EITHER have deep domain knowledge of scientific datasets, OR be a librarian, OR be a skilled technologist in a programming language of your choice (eg python, javascript, c, java, etc), knowledge of the command line (bash, shell, powershell), experience working with structured data (eg json formatting). Experience in front-end web development a plus.
Goals: archive data from USGS, other datasets waiting in the queue, etc.

3. Storytelling

You should have a penchant for developing compelling narratives and/or social media strategies.

Goals: tell/write stories on the importance of climate and environmental data on our everyday lives. Share this work on social media.

4. Onward

For newbies and veterans of EDGI alike.
Goals: discuss / spec out the next 3 to 6 months of tech development plans as we move beyond collection; discuss security, resiliency, redundancy.

FAQs

How can we know which data to target so we don’t replicate the work at other data rescue events?

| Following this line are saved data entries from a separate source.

use thiserror::Error;

/// Everything that can go wrong between the UI and its remote collaborators.
/// None of these are fatal; callers degrade to a visible, recoverable state.
#[derive(Debug, Clone, PartialEq, Error)]
pub enum AppError {
    #[error("network request failed: {0}")]
    Network(String),

    #[error("server responded with status {status}")]
    Server { status: u16, detail: Option<String> },

    #[error("unexpected response body: {0}")]
    Decode(String),

    #[error(transparent)]
    Validation(#[from] ValidationError),

    #[error("identity provider error: {0}")]
    SessionProvider(String),
}

impl AppError {
    /// Server-provided detail, if the backend sent one.
    pub fn detail(&self) -> Option<&str> {
        match self {
            AppError::Server { detail, .. } => detail.as_deref(),
            _ => None,
        }
    }
}

impl From<gloo_net::Error> for AppError {
    fn from(err: gloo_net::Error) -> Self {
        match err {
            gloo_net::Error::SerdeError(e) => AppError::Decode(e.to_string()),
            other => AppError::Network(other.to_string()),
        }
    }
}

/// Client-side checks that block an action before any request is made.
#[derive(Debug, Clone, PartialEq, Error)]
pub enum ValidationError {
    #[error("Cannot submit review: Restaurant ID not found.")]
    MissingRestaurantId,

    #[error("Please enter your name.")]
    EmptyUserName,

    #[error("Please write a review.")]
    EmptyReviewText,

    #[error("Rating must be between 0 and 5 in steps of 0.5.")]
    InvalidRating,
}
pub mod geolocation;
pub mod leptos_owner;
pub mod panic_hook;
/// Detail page for one restaurant: score banner, assessment, review form
/// and review list. Assessment and reviews load together on mount.
use std::rc::Rc;
use leptos::*;
use leptos::logging::log;
use leptos_router::{use_params_map, use_query_map, A};
use crate::api::RestaurantApi;
use crate::components::{
    auth_gate::AuthGate, login::Login, review_form::ReviewForm, reviews_list::ReviewsList,
    score_banner::ScoreBanner,
};
use crate::models::assessment::Assessment;
use crate::models::review::ReviewDraft;
use crate::restaurant::{
    apply_submit_result, load_detail, restaurant_key, still_showing, DetailState,
};
use crate::reviews::submit_review;
use crate::score::average_rating;
use crate::utils::leptos_owner::with_owner_safe;

#[component]
pub fn RestaurantDetails() -> impl IntoView {
    let api = expect_context::<Rc<dyn RestaurantApi>>();
    let params = use_params_map();
    let query = use_query_map();
    let owner = Owner::current();

    // Picked candidates route by place id but carry their name in `?name=`;
    // the backend keys restaurants by that name.
    let restaurant = move || {
        let route_id = params.with(|p| p.get("id").cloned());
        let name = query.with(|q| q.get("name").cloned());
        restaurant_key(route_id.as_deref(), name.as_deref())
    };
    let current_key = move || {
        let route_id = params.with_untracked(|p| p.get("id").cloned());
        let name = query.with_untracked(|q| q.get("name").cloned());
        restaurant_key(route_id.as_deref(), name.as_deref())
    };
    let still_current = move |requested: &str| {
        let route_id = params.with_untracked(|p| p.get("id").cloned());
        let name = query.with_untracked(|q| q.get("name").cloned());
        still_showing(requested, route_id.as_deref(), name.as_deref())
    };

    let state = create_rw_signal(DetailState::Loading);
    let draft = create_rw_signal(ReviewDraft::default());
    let submitting = create_rw_signal(false);
    let form_error = create_rw_signal(None::<String>);

    create_effect({
        let api = api.clone();
        move |_| {
            let key = restaurant();
            state.set(DetailState::Loading);
            let api = api.clone();
            spawn_local(async move {
                let data = load_detail(api.as_ref(), &key).await;
                with_owner_safe(owner, "restaurant detail", move || {
                    // The route may have moved on to another restaurant.
                    if still_current(&key) {
                        state.set(DetailState::Ready(data));
                    }
                });
            });
        }
    });

    let assessment = Signal::derive(move || {
        state.with(|s| match s {
            DetailState::Ready(data) => Some(data.assessment.clone()),
            DetailState::Loading => None,
        })
    });
    let reviews = Signal::derive(move || {
        state.with(|s| match s {
            DetailState::Ready(data) => data.reviews.clone(),
            DetailState::Loading => Vec::new(),
        })
    });

    let on_submit = Callback::new(move |current: ReviewDraft| {
        let api = api.clone();
        let key = current_key();
        let assessment: Option<Assessment> = assessment.get_untracked();
        submitting.set(true);
        form_error.set(None);

        spawn_local(async move {
            let result = submit_review(api.as_ref(), assessment.as_ref(), &key, &current).await;
            with_owner_safe(owner, "review submit", move || {
                submitting.set(false);
                if !still_current(&key) {
                    log!("[REVIEWS] Route changed, dropping submit result for '{}'", key);
                    return;
                }
                let mut next_state = state.get_untracked();
                let mut next_draft = draft.get_untracked();
                let message = apply_submit_result(&mut next_state, &mut next_draft, result);
                state.set(next_state);
                draft.set(next_draft);
                form_error.set(message);
            });
        });
    });

    view! {
        <div class="details">
            <nav class="top-bar">
                <A href="/" class="brand">"no"<span class="accent">"whey"</span></A>
                <AuthGate>
                    <Login/>
                </AuthGate>
            </nav>
            <A href="/" class="back-link">{ "\u{2190} Back to Search" }</A>
            <Show
                when=move || state.with(DetailState::is_ready)
                fallback=|| view! { <div class="spinner"></div> }
            >
                <ScoreBanner
                    assessment_score=Signal::derive(move || assessment.get().map(|a| a.score).unwrap_or(0.0))
                    user_score=Signal::derive(move || average_rating(&reviews.get()))
                    review_count=Signal::derive(move || reviews.with(Vec::len))
                />
                <section class="assessment">
                    <h2>{ restaurant }</h2>
                    <p class="subtitle">{ "Dairy-Free Assessment" }</p>
                    {move || assessment.get().map(|a| view! {
                        <dl>
                            <dt>{ "Summary" }</dt>
                            <dd>{ a.summary }</dd>
                            <dt>{ "Recommended Options" }</dt>
                            <dd>
                                <ul>
                                    {a.dairy_free_options.into_iter().map(|option| view! { <li>{ option }</li> }).collect_view()}
                                </ul>
                            </dd>
                        </dl>
                    })}
                </section>
                <ReviewForm draft=draft submitting=submitting error=form_error on_submit=on_submit/>
                <ReviewsList reviews=reviews/>
            </Show>
        </div>
    }
}
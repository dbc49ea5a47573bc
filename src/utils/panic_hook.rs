use std::panic;
use leptos::logging::log;

/// Sets up a custom panic hook that provides more context for Leptos owner disposal panics
pub fn set_custom_panic_hook() {
    let original_hook = panic::take_hook();

    panic::set_hook(Box::new(move |panic_info| {
        // Call the original hook first
        original_hook(panic_info);

        let message = if let Some(s) = panic_info.payload().downcast_ref::<String>() {
            s.clone()
        } else if let Some(s) = panic_info.payload().downcast_ref::<&str>() {
            s.to_string()
        } else {
            "Unknown panic".to_string()
        };

        if message.contains("OwnerDisposed") {
            log!("[PANIC] Leptos owner disposal detected. This usually happens when:");
            log!("[PANIC] 1. A search or detail response arrived after its page was left");
            log!("[PANIC] 2. A session notification fired after the app root was torn down");
            log!("[PANIC] Apply late results through utils::leptos_owner::with_owner_safe");
            let location = gloo_utils::window()
                .location()
                .pathname()
                .unwrap_or_default();
            log!("[PANIC] Current route: {}", location);
        }
    }));
}

/// Call once from the client entry point.
pub fn init() {
    console_error_panic_hook::set_once();
    log!("[PANIC_HOOK] Setting up custom panic hook");
    set_custom_panic_hook();
}
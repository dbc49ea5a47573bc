//! This module provides a scripted identity provider for exercising the
//! session manager without a browser redirect.

use std::cell::{Cell, RefCell};

use async_trait::async_trait;
use futures::channel::oneshot;
use nowhey::error::AppError;
use nowhey::models::session::{AuthEvent, Session};
use nowhey::session::{IdentityProvider, ListenerSet, SessionListener, Subscription};

pub struct MockIdentity {
    pub listeners: ListenerSet,
    initial: RefCell<Result<Option<Session>, AppError>>,
    init_gate: RefCell<Option<oneshot::Receiver<()>>>,
    sign_in_result: RefCell<Result<(), AppError>>,
    sign_out_result: RefCell<Result<(), AppError>>,
    pub current_calls: Cell<usize>,
    pub sign_in_calls: Cell<usize>,
    pub sign_out_calls: Cell<usize>,
}

impl MockIdentity {
    pub fn new(initial: Result<Option<Session>, AppError>) -> Self {
        Self {
            listeners: ListenerSet::default(),
            initial: RefCell::new(initial),
            init_gate: RefCell::new(None),
            sign_in_result: RefCell::new(Ok(())),
            sign_out_result: RefCell::new(Ok(())),
            current_calls: Cell::new(0),
            sign_in_calls: Cell::new(0),
            sign_out_calls: Cell::new(0),
        }
    }

    pub fn failing_sign_in(self, err: AppError) -> Self {
        *self.sign_in_result.borrow_mut() = Err(err);
        self
    }

    pub fn failing_sign_out(self, err: AppError) -> Self {
        *self.sign_out_result.borrow_mut() = Err(err);
        self
    }

    /// Makes `current_session` wait until the returned sender fires.
    pub fn gate_init(&self) -> oneshot::Sender<()> {
        let (tx, rx) = oneshot::channel();
        *self.init_gate.borrow_mut() = Some(rx);
        tx
    }

    pub fn emit(&self, event: AuthEvent, session: Option<Session>) {
        self.listeners.notify(event, session);
    }
}

pub fn session(id: &str, name: &str) -> Session {
    Session {
        id: id.to_string(),
        display_name: name.to_string(),
        avatar_url: Some(format!("https://avatars.test/{}.png", id)),
    }
}

#[async_trait(?Send)]
impl IdentityProvider for MockIdentity {
    async fn current_session(&self) -> Result<Option<Session>, AppError> {
        self.current_calls.set(self.current_calls.get() + 1);
        let gate = self.init_gate.borrow_mut().take();
        if let Some(gate) = gate {
            let _ = gate.await;
        }
        self.initial.borrow().clone()
    }

    async fn sign_in(&self) -> Result<(), AppError> {
        self.sign_in_calls.set(self.sign_in_calls.get() + 1);
        self.sign_in_result.borrow().clone()
    }

    async fn sign_out(&self) -> Result<(), AppError> {
        self.sign_out_calls.set(self.sign_out_calls.get() + 1);
        self.sign_out_result.borrow().clone()
    }

    fn subscribe(&self, listener: SessionListener) -> Subscription {
        self.listeners.add(listener)
    }
}
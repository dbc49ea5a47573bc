use leptos::*;
use leptos::ev::SubmitEvent;
use crate::models::review::ReviewDraft;

/// "Add a Review" form. The draft lives with the parent so it can reset the
/// fields after a successful submit and leave them alone after a failure.
#[component]
pub fn ReviewForm(
    draft: RwSignal<ReviewDraft>,
    #[prop(into)] submitting: Signal<bool>,
    #[prop(into)] error: Signal<Option<String>>,
    on_submit: Callback<ReviewDraft>,
) -> impl IntoView {
    // Typed text for the rating box, so "4." survives while the user types.
    let rating_text = create_rw_signal(draft.get_untracked().rating.to_string());

    create_effect(move |_| {
        let rating = draft.with(|d| d.rating);
        let shown = rating_text.get_untracked().trim().parse::<f64>().ok();
        if !rating.is_nan() && shown != Some(rating) {
            rating_text.set(rating.to_string());
        }
    });

    let handle_submit = move |ev: SubmitEvent| {
        ev.prevent_default();
        on_submit.call(draft.get_untracked());
    };

    view! {
        <form class="review-form" on:submit=handle_submit>
            <h3>{ "Add a Review" }</h3>
            <label for="user">{ "Name" }</label>
            <input
                type="text"
                id="user"
                required
                prop:value=move || draft.with(|d| d.user_name.clone())
                on:input=move |e| draft.update(|d| d.user_name = event_target_value(&e))
            />
            <label for="rating">{ "Rating (0-5)" }</label>
            <input
                type="number"
                id="rating"
                min="0"
                max="5"
                step="0.5"
                required
                prop:value=move || rating_text.get()
                on:input=move |e| {
                    let text = event_target_value(&e);
                    let rating = text.trim().parse::<f64>().unwrap_or(f64::NAN);
                    rating_text.set(text);
                    draft.update(|d| d.rating = rating);
                }
            />
            <label for="review">{ "Review" }</label>
            <textarea
                id="review"
                rows="3"
                required
                prop:value=move || draft.with(|d| d.text.clone())
                on:input=move |e| draft.update(|d| d.text = event_target_value(&e))
            />
            {move || error.get().map(|message| view! { <p class="form-error">{ message }</p> })}
            <button type="submit" disabled=move || submitting.get()>
                {move || if submitting.get() { "Submitting..." } else { "Submit Review" }}
            </button>
        </form>
    }
}
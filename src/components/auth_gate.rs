use leptos::*;
use crate::session::use_session;

/// Holds back session-dependent UI until the session has been resolved, so
/// a signed-in user never sees a flash of the signed-out state.
#[component]
pub fn AuthGate(children: ChildrenFn) -> impl IntoView {
    let resolved = use_session().is_resolved();

    view! {
        <Show when=move || resolved.get() fallback=|| view! { <span class="auth-pending"></span> }>
            {children()}
        </Show>
    }
}
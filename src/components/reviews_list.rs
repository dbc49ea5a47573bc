use leptos::*;
use crate::models::review::Review;
use crate::score::format_out_of;
use crate::models::review::MAX_RATING;

#[component]
pub fn ReviewsList(#[prop(into)] reviews: Signal<Vec<Review>>) -> impl IntoView {
    view! {
        <div class="reviews">
            <h3>{ "Reviews" }</h3>
            <ul>
                {move || {
                    let reviews = reviews.get();
                    if reviews.is_empty() {
                        return view! { <li class="empty">{ "No reviews yet." }</li> }.into_view();
                    }
                    reviews.into_iter().map(|review| {
                        view! {
                            <li>
                                <div class="review-header">
                                    <span class="review-author">{ review.user_name }</span>
                                    <span class="review-rating">{ format_out_of(review.rating, MAX_RATING) }</span>
                                </div>
                                <p>{ review.text }</p>
                            </li>
                        }
                    }).collect_view()
                }}
            </ul>
        </div>
    }
}
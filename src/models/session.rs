// src/models/session.rs
use serde::{Deserialize, Serialize};

/// The signed-in identity shown in the header.
#[derive(Serialize, Deserialize, Debug, Clone, PartialEq)]
pub struct Session {
    pub id: String,
    pub display_name: String,
    pub avatar_url: Option<String>,
}

/// What the identity provider says happened to the session.
#[derive(Debug, Clone, Copy, PartialEq, Eq)]
pub enum AuthEvent {
    SignedIn,
    SignedOut,
    TokenRefreshed,
}

/// Raw user object from `GET /auth/v1/user`.
#[derive(Deserialize, Debug, Clone)]
pub struct ProviderUser {
    pub id: String,
    pub email: Option<String>,
    #[serde(default)]
    pub user_metadata: UserMetadata,
}

#[derive(Deserialize, Debug, Clone, Default)]
pub struct UserMetadata {
    pub full_name: Option<String>,
    pub name: Option<String>,
    pub avatar_url: Option<String>,
}

impl From<ProviderUser> for Session {
    fn from(user: ProviderUser) -> Self {
        let display_name = user
            .user_metadata
            .full_name
            .or(user.user_metadata.name)
            .or(user.email)
            .unwrap_or_default();
        Session {
            id: user.id,
            display_name,
            avatar_url: user.user_metadata.avatar_url,
        }
    }
}
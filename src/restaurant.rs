//! Data behind the restaurant detail page.

use leptos::logging::error;

use crate::api::RestaurantApi;
use crate::assessment::assess;
use crate::error::AppError;
use crate::models::assessment::Assessment;
use crate::models::review::{Review, ReviewDraft};
use crate::reviews::{list_reviews, submit_error_message};

#[derive(Debug, Clone, PartialEq)]
pub enum DetailState {
    Loading,
    Ready(DetailData),
}

impl DetailState {
    pub fn is_ready(&self) -> bool {
        matches!(self, DetailState::Ready(_))
    }
}

#[derive(Debug, Clone, PartialEq)]
pub struct DetailData {
    pub assessment: Assessment,
    pub reviews: Vec<Review>,
}

/// Fetches the assessment and the review list concurrently. Each half
/// degrades on its own, so this always ends up `Ready`.
pub async fn load_detail(api: &dyn RestaurantApi, place_key: &str) -> DetailData {
    let (assessment, reviews) = futures::join!(assess(api, place_key), list_reviews(api, place_key));
    DetailData { assessment, reviews }
}

/// Route parameters arrive percent-encoded; fall back to the raw text when
/// they don't decode.
pub fn decode_place_key(raw: &str) -> String {
    urlencoding::decode(raw)
        .map(|decoded| decoded.into_owned())
        .unwrap_or_else(|_| raw.to_string())
}

/// The name the backend knows this restaurant by. A picked candidate carries
/// its display name in `?name=`; a raw search has only the route segment.
pub fn restaurant_key(route_id: Option<&str>, name: Option<&str>) -> String {
    match name.map(str::trim).filter(|n| !n.is_empty()) {
        Some(name) => name.to_string(),
        None => route_id.map(decode_place_key).unwrap_or_default(),
    }
}

/// Whether a result fetched for `requested` still belongs on the page now
/// showing `route_id` / `name`.
pub fn still_showing(requested: &str, route_id: Option<&str>, name: Option<&str>) -> bool {
    restaurant_key(route_id, name) == requested
}

/// Folds a finished submit into the page. Success swaps in the refreshed
/// list and resets the draft; failure leaves the draft alone and returns the
/// message for the form.
pub fn apply_submit_result(
    state: &mut DetailState,
    draft: &mut ReviewDraft,
    result: Result<Vec<Review>, AppError>,
) -> Option<String> {
    match result {
        Ok(refreshed) => {
            if let DetailState::Ready(data) = state {
                data.reviews = refreshed;
            }
            *draft = ReviewDraft::default();
            None
        }
        Err(err) => {
            if !matches!(err, AppError::Validation(_)) {
                error!("[REVIEWS] Error submitting review: {}", err);
            }
            Some(submit_error_message(&err))
        }
    }
}

/// Path for the detail view of `place_id`, carrying the display name along
/// for the heading.
pub fn detail_path(place_id: &str, display_name: Option<&str>) -> String {
    let mut path = format!("/restaurant/{}", urlencoding::encode(place_id));
    if let Some(name) = display_name.filter(|n| !n.trim().is_empty()) {
        path.push_str("?name=");
        path.push_str(&urlencoding::encode(name));
    }
    path
}
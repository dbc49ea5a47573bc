use leptos::*;
use crate::models::assessment::MAX_SCORE;
use crate::models::review::MAX_RATING;
use crate::score::{format_out_of, ScoreBand};

/// The two headline numbers: the AI dairy-free score and the mean user rating.
#[component]
pub fn ScoreBanner(
    #[prop(into)] assessment_score: Signal<f64>,
    #[prop(into)] user_score: Signal<Option<f64>>,
    #[prop(into)] review_count: Signal<usize>,
) -> impl IntoView {
    let ai_class = move || {
        format!("score-value {}", ScoreBand::of(assessment_score.get(), MAX_SCORE).css_class())
    };
    let user_class = move || match user_score.get() {
        Some(score) => format!("score-value {}", ScoreBand::of(score, MAX_RATING).css_class()),
        None => "score-value".to_string(),
    };

    view! {
        <div class="score-banner">
            <div class="score">
                <span class=ai_class>{ move || format_out_of(assessment_score.get(), MAX_SCORE) }</span>
                <span class="score-label">{ "Dairy-Free Score" }</span>
            </div>
            <div class="score">
                <span class=user_class>
                    { move || user_score.get().map(|s| format_out_of(s, MAX_RATING)).unwrap_or_else(|| "--".to_string()) }
                </span>
                <span class="score-label">{ "User Score" }</span>
                <span class="review-count">
                    { move || match review_count.get() {
                        1 => "1 Review".to_string(),
                        n => format!("{} Reviews", n),
                    } }
                </span>
            </div>
        </div>
    }
}
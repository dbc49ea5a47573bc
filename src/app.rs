/// Main application entry point for nowhey.
/// Wires the backend client, the place finder and the session service into
/// context, then routes between search and restaurant detail.
use std::rc::Rc;
use leptos::*;
use leptos_meta::*;
use leptos_router::*;
use crate::api::{HttpApi, RestaurantApi};
use crate::auth::SupabaseAuth;
use crate::components::{home_page::HomePage, restaurant_details::RestaurantDetails};
use crate::config::{ApiConfig, AuthConfig};
use crate::search::PlaceFinder;
use crate::session::SessionManager;

#[component]
pub fn App() -> impl IntoView {
    provide_meta_context();

    let api: Rc<dyn RestaurantApi> = Rc::new(HttpApi::new(ApiConfig::from_build_env()));
    provide_context(PlaceFinder::new(Rc::clone(&api)));
    provide_context(api);

    let session = SessionManager::new(Rc::new(SupabaseAuth::new(AuthConfig::from_build_env())));
    provide_context(session.clone());

    // Resolve the stored session once the app is running in the browser.
    create_effect({
        let session = session.clone();
        move |_| {
            let session = session.clone();
            spawn_local(async move { session.init().await });
        }
    });
    on_cleanup(move || session.dispose());

    view! {
        <Stylesheet id="leptos" href="/pkg/nowhey.css"/>
        <Title text="nowhey"/>
        <Router>
            <main>
                <Routes>
                    <Route path="/" view=HomePage/>
                    <Route path="/restaurant/:id" view=RestaurantDetails/>
                </Routes>
            </main>
        </Router>
    }
}
// Copyright © 2025 rustmailer.com
// Licensed under RustMailer License Agreement v1.0
// Unauthorized copying, modification, or distribution is prohibited.

use poem::{
    web::headers::{authorization::Bearer, Authorization, HeaderMapExt},
    FromRequest, Request, RequestBody, Result,
};

/// The caller's delegated Graph credential, taken from `Authorization: Bearer`.
///
/// A missing or blank credential is not rejected here; the operation decides how
/// to report it so the response keeps the operation's own shape.
#[derive(Clone, Debug, Default, PartialEq, Eq)]
pub struct BearerToken(pub Option<String>);

impl BearerToken {
    pub fn token(&self) -> Option<&str> {
        self.0.as_deref()
    }
}

impl<'a> FromRequest<'a> for BearerToken {
    async fn from_request(req: &'a Request, _body: &mut RequestBody) -> Result<Self> {
        Ok(extract_bearer_token(req))
    }
}

pub fn extract_bearer_token(req: &Request) -> BearerToken {
    let token = req
        .headers()
        .typed_get::<Authorization<Bearer>>()
        .map(|auth| auth.token().trim().to_string())
        .filter(|token| !token.is_empty());
    BearerToken(token)
}
// Copyright © 2025 rustmailer.com
// Licensed under RustMailer License Agreement v1.0
// Unauthorized copying, modification, or distribution is prohibited.

use clap::{builder::ValueParser, Parser};
use std::{collections::HashSet, path::PathBuf, sync::LazyLock};
use url::Url;

#[cfg(not(test))]
pub static SETTINGS: LazyLock<Settings> = LazyLock::new(Settings::parse);

#[cfg(test)]
pub static SETTINGS: LazyLock<Settings> = LazyLock::new(Settings::new_for_test);

fn parse_base_url(s: &str) -> Result<String, String> {
    let url = Url::parse(s).map_err(|e| format!("Invalid URL '{}': {}", s, e))?;
    if !matches!(url.scheme(), "http" | "https") {
        return Err(format!("URL '{}' must use http or https", s));
    }
    Ok(s.trim_end_matches('/').to_string())
}

#[derive(Debug, Parser)]
#[clap(
    name = "graph-forwarder",
    about = "An HTTP service that locates a mailbox message, sends a duplicate of it through Microsoft Graph \
    and moves the original to the trash.",
    version = env!("CARGO_PKG_VERSION")
)]
pub struct Settings {
    /// forwarder log level (default: "info")
    #[clap(
        long,
        default_value = "info",
        env,
        help = "Set the log level for the forwarder"
    )]
    pub forwarder_log_level: String,

    /// forwarder HTTP port (default: 15640)
    #[clap(
        long,
        default_value = "15640",
        env,
        help = "Set the HTTP port for the forwarder"
    )]
    pub forwarder_http_port: u16,

    /// The IP address that the HTTP server binds to, in IPv4 format.
    #[clap(
        long,
        env,
        default_value = "0.0.0.0",
        help = "The IP address that the HTTP server binds to, in IPv4 format (e.g., 192.168.1.1)",
        value_parser = ValueParser::new(|s: &str| {
            if s.parse::<std::net::Ipv4Addr>().is_err() {
                return Err("The bind IP address must be a valid IPv4 address.".to_string());
            }
            Ok(s.to_string())
        })
    )]
    pub forwarder_bind_ip: Option<String>,

    /// CORS allowed origins (default: "*")
    #[clap(
        long,
        default_value = "*",
        env,
        help = "Set the allowed CORS origins (comma-separated list, e.g., \"https://example.com, https://another.com\")",
        value_parser = ValueParser::new(|s: &str| -> Result<HashSet<String>, String> {
            let set: HashSet<String> = s.split(',')
                .map(|origin| origin.trim().to_string())
                .filter(|origin| !origin.is_empty())
                .collect();
            Ok(set)
        })
    )]
    pub forwarder_cors_origins: HashSet<String>,

    /// CORS max age in seconds (default: 86400)
    #[clap(
        long,
        default_value = "86400",
        env,
        help = "Set the CORS max age in seconds"
    )]
    pub forwarder_cors_max_age: i32,

    #[clap(
        long,
        default_value = "true",
        env,
        help = "Enable compression for the HTTP server"
    )]
    pub forwarder_http_compression_enabled: bool,

    /// Enable ANSI logs (default: true)
    #[clap(long, default_value = "true", env, help = "Enable ANSI formatted logs")]
    pub forwarder_ansi_logs: bool,

    /// Enable log file output (default: false)
    /// If false, logs will be printed to stdout
    #[clap(
        long,
        default_value = "false",
        env,
        help = "Enable log file output (otherwise logs go to stdout)"
    )]
    pub forwarder_log_to_file: bool,

    /// Enable JSON logs (default: false)
    #[clap(
        long,
        default_value = "false",
        env,
        help = "Enable JSON formatted logs"
    )]
    pub forwarder_json_logs: bool,

    #[clap(
        long,
        default_value = "./logs",
        env,
        help = "Directory that receives rolling log files when file logging is enabled"
    )]
    pub forwarder_log_dir: PathBuf,

    /// Maximum number of log files (default: 5)
    #[clap(
        long,
        default_value = "5",
        env,
        help = "Set the maximum number of server log files"
    )]
    pub forwarder_max_server_log_files: usize,

    #[clap(
        long,
        default_value = "https://graph.microsoft.com/v1.0",
        env,
        help = "Base URL of the Microsoft Graph API",
        value_parser = ValueParser::new(parse_base_url)
    )]
    pub forwarder_graph_base_url: String,

    #[clap(
        long,
        default_value = "https://graph.microsoft.com/beta",
        env,
        help = "Base URL of the Microsoft Graph beta API, used only by the fetch fallback",
        value_parser = ValueParser::new(parse_base_url)
    )]
    pub forwarder_graph_beta_url: String,

    /// Mailbox addressed by every Graph call. `/me` is used when unset.
    #[clap(
        long,
        env,
        help = "User id or principal name whose mailbox is addressed (defaults to the token owner, /me)"
    )]
    pub forwarder_graph_mailbox: Option<String>,

    #[clap(
        long,
        default_value = "30",
        env,
        help = "Timeout in seconds for a single Graph API call",
        value_parser = clap::value_parser!(u64).range(1..=600)
    )]
    pub forwarder_graph_timeout_secs: u64,

    #[clap(
        long,
        default_value = "true",
        env,
        help = "Allow metadata search when the request body does not say otherwise"
    )]
    pub forwarder_metadata_search_default: bool,

    #[clap(
        long,
        default_value = "5",
        env,
        help = "Number of candidate messages requested by a metadata search",
        value_parser = clap::value_parser!(u32).range(1..=50)
    )]
    pub forwarder_search_page_size: u32,

    #[clap(
        long,
        default_value = "false",
        env,
        help = "Retry a failed message fetch against the beta endpoint and with a reduced field set"
    )]
    pub forwarder_fetch_fallback_enabled: bool,

    #[clap(
        long,
        default_value = "deleteditems",
        env,
        help = "Well-known folder name or folder id that receives the original message after sending"
    )]
    pub forwarder_trash_folder: String,
}

impl Settings {
    #[cfg(test)]
    fn new_for_test() -> Self {
        Settings {
            forwarder_log_level: "info".to_string(),
            forwarder_http_port: 15640,
            forwarder_bind_ip: Default::default(),
            forwarder_cors_origins: Default::default(),
            forwarder_cors_max_age: 86400,
            forwarder_http_compression_enabled: true,
            forwarder_ansi_logs: false,
            forwarder_log_to_file: false,
            forwarder_json_logs: false,
            forwarder_log_dir: PathBuf::from("./logs"),
            forwarder_max_server_log_files: 5,
            forwarder_graph_base_url: "https://graph.microsoft.com/v1.0".to_string(),
            forwarder_graph_beta_url: "https://graph.microsoft.com/beta".to_string(),
            forwarder_graph_mailbox: None,
            forwarder_graph_timeout_secs: 30,
            forwarder_metadata_search_default: true,
            forwarder_search_page_size: 5,
            forwarder_fetch_fallback_enabled: false,
            forwarder_trash_folder: "deleteditems".to_string(),
        }
    }
}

We gathered information from experts, scientists, and community members about particularly valuable and vulnerable data before the event. For those events that would like help identifying areas to focus on, we aim to provide lists of the most important datasets and sources that we’ve identified so that each event can tackle a piece of the larger set without too much duplication. These lists are being compiled here. However, understanding the data that is most valuable and vulnerable within your own community can be a really important aspect of your Data Rescue event.

Where will downloaded data go?

If your institution can’t host the data your Data Rescue event downloads, we are developing a repository using Amazon Web Services integrated with CKAN - an open source data catalog - that will be available to DataRescue events for storing and making accessible copies of data. Contact us via the EDGI website to learn more.

Will you be providing best practices for creating reliable copies?

Yes! And we welcome your collaboration. Generally, we are recommending that those materials that can be captured through webcrawling and the activities of End of Term Harvest should be captured in that way. We will rely, in part, on the toolkit developed after the event at University of Toronto, as well as locally developed code to seed the harvester. For the data that does not make sense in the Internet Archive, we’ll be adding them to an open data catalog, mentioned above.